There were too many reasons, there were too many variables, and none of them were Kia's fault. Yet she was paying for them, because he was fighting an attraction to her that he couldn't seem to escape.
"Then why?"
She asked the one question he was hoping she wouldn't ask.
Chase frowned. Why? he wondered. Because Davinda had first taught him not to trust, and the years that followed had only reinforced it?
That wasn't a good enough reason. He couldn't explain the reasons why; he only knew the events that created him. And that was sad. Hell, she deserved better. He knew she deserved better, and still, he couldn't let her go.
"Some men just don't have the sense God gave a mule," he finally stated, remembering something his father used to say. "We could give those mules lessons in stubbornness, you know?"
He flashed her a grin, picked up her hand, and played with her slender, delicate fingers. Even as he shifted the gears of the car, he held her hand beneath his, keeping that contact, that warmth, as they drove into Squire Point and he turned to take the narrow road that led to the back of Ian's property.
"Where are we going?" she asked softly.
"Ian's building a house out here," he told her. "He'll be turning the mansion over to the club once it's completed."
"Really?"
He nodded. "It's quiet. Sheltered. I thought we could watch the snowfall."
He pulled into the driveway that led to the half-finished mansion, driving along the blacktop and taking the turn that led to the area where a guest house would be built.
There were no lights here, just the snow falling, the silence of the trees sheltering. He turned the car and brought it to a stop, leaving the engine idling as he pulled the emergency brake and cut the lights.
The snow was falling slow and easy. Flat fluffy flakes that dissolved on the geothermally heated driveway while piling up around them.
He turned his head as Kia opened her door and stepped out.
The cloak flowed around her shoulders as she moved from the vehicle.
He watched her. She lifted her head, a smile lifting her lips as the snow caressed her face. The snow swirled around her, melting against her upturned face.
She looked like a princess, like an ethereal, mystical being not meant for mortal man to touch. Not meant for his hands, so stained with blood, calloused by life and rough with the darkness inside him.
"It's beautiful here." She moved to the front of the car, staring around before turning to him, the sensual perfection of her face touched by shadows and mystery.

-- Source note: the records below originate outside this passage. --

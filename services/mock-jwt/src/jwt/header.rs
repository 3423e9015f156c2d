//! JOSE header of signed tokens.

use crate::keys::SigningAlgorithm;
use serde::{Deserialize, Serialize};

/// JOSE header written on every token this service signs.
#[derive(Debug, Clone, Serialize, Deserialize, PartialEq, Eq)]
pub struct JwsHeader {
    /// Signing algorithm
    pub alg: String,
    /// Key name of the signing key
    pub kid: String,
    /// Always `JWT`
    pub typ: String,
}

impl JwsHeader {
    /// Header for a token signed by `key_id` under `algorithm`.
    #[must_use]
    pub fn new(algorithm: SigningAlgorithm, key_id: impl Into<String>) -> Self {
        JwsHeader {
            alg: algorithm.as_str().to_string(),
            kid: key_id.into(),
            typ: "JWT".to_string(),
        }
    }
}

Chase moved to her. Not touching her wasn't an option. Not kissing her was impossible. He had to kiss her. Right there, as the snow fell around them, as she was touched by ice and filled with flames, the epitome of every lust-filled fantasy he had ever known.
She would never know what she did to him. How she made him soften inside, made him wish he was different, less hard, less bitter. How much she made him wish he could give in to all the dreams he saw swirling in her eyes.
"I'm going to end up destroying both of us," he muttered, framing her face with his hands, staring down at her, dying inside for her. "Do you know that, Kia? I'll break us both."
He didn't want to break her. He didn't want to see the tears in her eyes that he knew he would cause. And he couldn't bear to see those tears just yet.
He needed this night with her. One more night, one more touch. And he needed it like he needed life.